Eindhoven Area
Intelligence is more than just computation at scale - it's about making sense of the world under uncertainty. My work draws on probabilistic modelling and distributed inference to build machines that learn, adapt, and act like biological intelligent systems.
Dept. Electrical Engineering | Bayesian Intelligent Autonomous Systems lab I lead a research direction where we develop intelligent autonomous systems ("agents") for mobile robots. Our agents are designed based on the Free Energy Principle, a leading theory on neural information processing, and are implemented as message passing on probabilistic graphical models. Two key projects: FEPQuad, where we design agents for making quadrupedal robots learn to walk, and BayesBrain, where we develop a hybrid in-silico/brain-on-chip computer.
Department of Electrical Engineering | Bayesian Intelligent Autonomous Systems lab. I designed and developed Bayesian filters and smoothers for state, parameter and noise estimation in dynamical systems.
I developed proof-of-concept solutions based on research at TU/e and advised the Mathware department on Bayesian inference and probabilistic programming.
Datalogisk Institut | Image Analysis, Computational Modelling & Geometry section. I studied drifting data-generating processes, collaborating with the CopeNLU lab on tracking misinformation on social media and with the Medical Imaging lab on transferring knowledge of tissue labelling across medical centers.
I worked as a research software engineer on recognizing skull tissue in CT-scans for 3D-printed surgical assistive equipment (VUmc) and recognizing events in historical accounts of World War II (Meertens Institute / KNAW).

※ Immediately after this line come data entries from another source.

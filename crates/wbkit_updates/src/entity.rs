//! Per-kind entity updates and their builders.
//!
//! Each update carries the base entity id, the base revision the
//! caller read (absent when creating a new entity), and the sub-update
//! sections that exist for that entity kind.

use crate::alias::{AliasesUpdate, AliasesUpdateBuilder};
use crate::statement::{DraftHandle, StatementUpdate, StatementUpdateBuilder};
use crate::term::{TermUpdate, TermUpdateBuilder};
use wbkit_datamodel::{EntityId, EntityType, ModelError, ModelResult, Statement, Term};

fn check_kind(id: &EntityId, expected: EntityType) -> ModelResult<()> {
    if id.entity_type() == expected {
        Ok(())
    } else {
        Err(ModelError::malformed_id(
            id.to_string(),
            format!(
                "expected {} id, found {}",
                expected.wire_name(),
                id.entity_type().wire_name()
            ),
        ))
    }
}

macro_rules! base_accessors {
    () => {
        /// Returns the id of the entity being updated.
        pub fn base_id(&self) -> &EntityId {
            &self.base_id
        }

        /// Returns the revision the update is based on, if any.
        ///
        /// `None` means the update creates a new entity.
        pub fn base_revision(&self) -> Option<u64> {
            self.base_revision
        }

        /// Returns the staged statement changes.
        pub fn statements(&self) -> &StatementUpdate {
            &self.statements
        }
    };
}
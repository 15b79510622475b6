//! Statement additions, replacements and removals.

use wbkit_datamodel::Statement;

/// Token identifying a draft staged in one builder session.
///
/// Handles are only meaningful against the builder that issued them;
/// cancelling a handle from another builder does nothing.
#[derive(Debug, Clone, Copy, PartialEq, Eq, Hash)]
pub struct DraftHandle(u64);

/// A normalized set of statement changes.
#[derive(Debug, Clone, Default, PartialEq, Eq, Hash)]
pub struct StatementUpdate {
    added: Vec<Statement>,
    replaced: Vec<Statement>,
    removed: Vec<String>,
}

impl StatementUpdate {
    /// Returns an update with no changes.
    pub fn empty() -> Self {
        Self::default()
    }

    /// Returns the draft statements to add, in staged order.
    pub fn added(&self) -> &[Statement] {
        &self.added
    }

    /// Returns the replacement statements, carrying persisted ids.
    pub fn replaced(&self) -> &[Statement] {
        &self.replaced
    }

    /// Returns the statement ids to remove, in staged order.
    pub fn removed(&self) -> &[String] {
        &self.removed
    }

    /// Returns true when no change is pending.
    pub fn is_empty(&self) -> bool {
        self.added.is_empty() && self.replaced.is_empty() && self.removed.is_empty()
    }
}

/// Staged accumulator for a [`StatementUpdate`].
///
/// For a statement id targeted by both a replacement and a removal,
/// the operation staged last wins.
#[derive(Debug, Clone, Default)]
pub struct StatementUpdateBuilder {
    drafts: Vec<(DraftHandle, Statement)>,
    replaced: Vec<Statement>,
    removed: Vec<String>,
    next_handle: u64,
}

impl StatementUpdateBuilder {
    /// Creates an empty builder.
    pub fn new() -> Self {
        Self::default()
    }

    /// Stages a draft statement for addition.
    ///
    /// Any id already on the statement is discarded; the server (or
    /// the reduction step) assigns one. The returned handle cancels
    /// this draft via [`cancel`](Self::cancel).
    pub fn add(&mut self, statement: Statement) -> DraftHandle {
        let handle = DraftHandle(self.next_handle);
        self.next_handle += 1;
        self.drafts.push((handle, statement.without_id()));
        handle
    }

    /// Cancels a draft staged in this builder session.
    pub fn cancel(&mut self, handle: DraftHandle) -> &mut Self {
        self.drafts.retain(|(staged, _)| *staged != handle);
        self
    }

    /// Stages a replacement of the persisted statement carrying the
    /// same id. A statement without an id is staged as a draft
    /// addition instead, since there is nothing to replace.
    pub fn replace(&mut self, statement: Statement) -> &mut Self {
        let Some(id) = statement.id().map(str::to_owned) else {
            self.add(statement);
            return self;
        };
        self.removed.retain(|removed| *removed != id);
        self.replaced.retain(|replaced| replaced.id() != Some(id.as_str()));
        self.replaced.push(statement);
        self
    }

    /// Stages a removal of a persisted statement by id.
    pub fn remove(&mut self, id: impl Into<String>) -> &mut Self {
        let id = id.into();
        self.replaced.retain(|replaced| replaced.id() != Some(id.as_str()));
        if !self.removed.contains(&id) {
            self.removed.push(id);
        }
        self
    }

    /// Returns the normalized update.
    pub fn build(&self) -> StatementUpdate {
        StatementUpdate {
            added: self.drafts.iter().map(|(_, draft)| draft.clone()).collect(),
            replaced: self.replaced.clone(),
            removed: self.removed.clone(),
        }
    }
}

#[cfg(test)]
mod tests {
    use super::*;
    use wbkit_datamodel::{EntityId, Snak};

    const SITE: &str = "http://www.wikidata.org/entity/";

    fn draft() -> Statement {
        let q42 = EntityId::parse("Q42", SITE).unwrap();
        let p31 = EntityId::parse("P31", SITE).unwrap();
        Statement::draft(q42, Snak::some_value(p31))
    }

    #[test]
    fn cancelled_draft_is_dropped() {
        let mut builder = StatementUpdateBuilder::new();
        let first = builder.add(draft());
        let second = builder.add(draft().with_rank(wbkit_datamodel::Rank::Preferred));
        builder.cancel(first);
        let update = builder.build();
        assert_eq!(update.added().len(), 1);
        assert_eq!(
            update.added()[0].rank(),
            wbkit_datamodel::Rank::Preferred
        );
        let _ = second;
    }

    #[test]
    fn add_strips_statement_id() {
        let mut builder = StatementUpdateBuilder::new();
        builder.add(draft().with_id("Q42$X"));
        assert!(builder.build().added()[0].is_draft());
    }

    #[test]
    fn replace_after_remove_reinstates() {
        let mut builder = StatementUpdateBuilder::new();
        builder.remove("Q42$A").replace(draft().with_id("Q42$A"));
        let update = builder.build();
        assert!(update.removed().is_empty());
        assert_eq!(update.replaced()[0].id(), Some("Q42$A"));
    }

    #[test]
    fn remove_after_replace_discards_replacement() {
        let mut builder = StatementUpdateBuilder::new();
        builder.replace(draft().with_id("Q42$A")).remove("Q42$A");
        let update = builder.build();
        assert!(update.replaced().is_empty());
        assert_eq!(update.removed(), ["Q42$A"]);
    }

    #[test]
    fn removal_order_is_preserved() {
        let mut builder = StatementUpdateBuilder::new();
        builder.remove("Q42$B").remove("Q42$A").remove("Q42$B");
        assert_eq!(builder.build().removed(), ["Q42$B", "Q42$A"]);
    }

    #[test]
    fn replace_without_id_becomes_addition() {
        let mut builder = StatementUpdateBuilder::new();
        builder.replace(draft());
        let update = builder.build();
        assert_eq!(update.added().len(), 1);
        assert!(update.replaced().is_empty());
    }
}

Department of Intelligent Systems | Pattern Recognition lab. Machine learning is about generalizing from observations, but future samples might differ from training samples due to biased sampling. My doctoral research focused on learning from one biased sample (source domain) and generalizing to another, differently biased sample (target domain). Firstly, I showed that standard model validation procedures often fail in domain adaptation settings. Secondly, I proposed statistical estimators that could adapt to domain shifts. Lastly, I formulated a “safe” estimator, i.e., one that is guaranteed to always perform at least as well as the baseline non-adaptive estimator.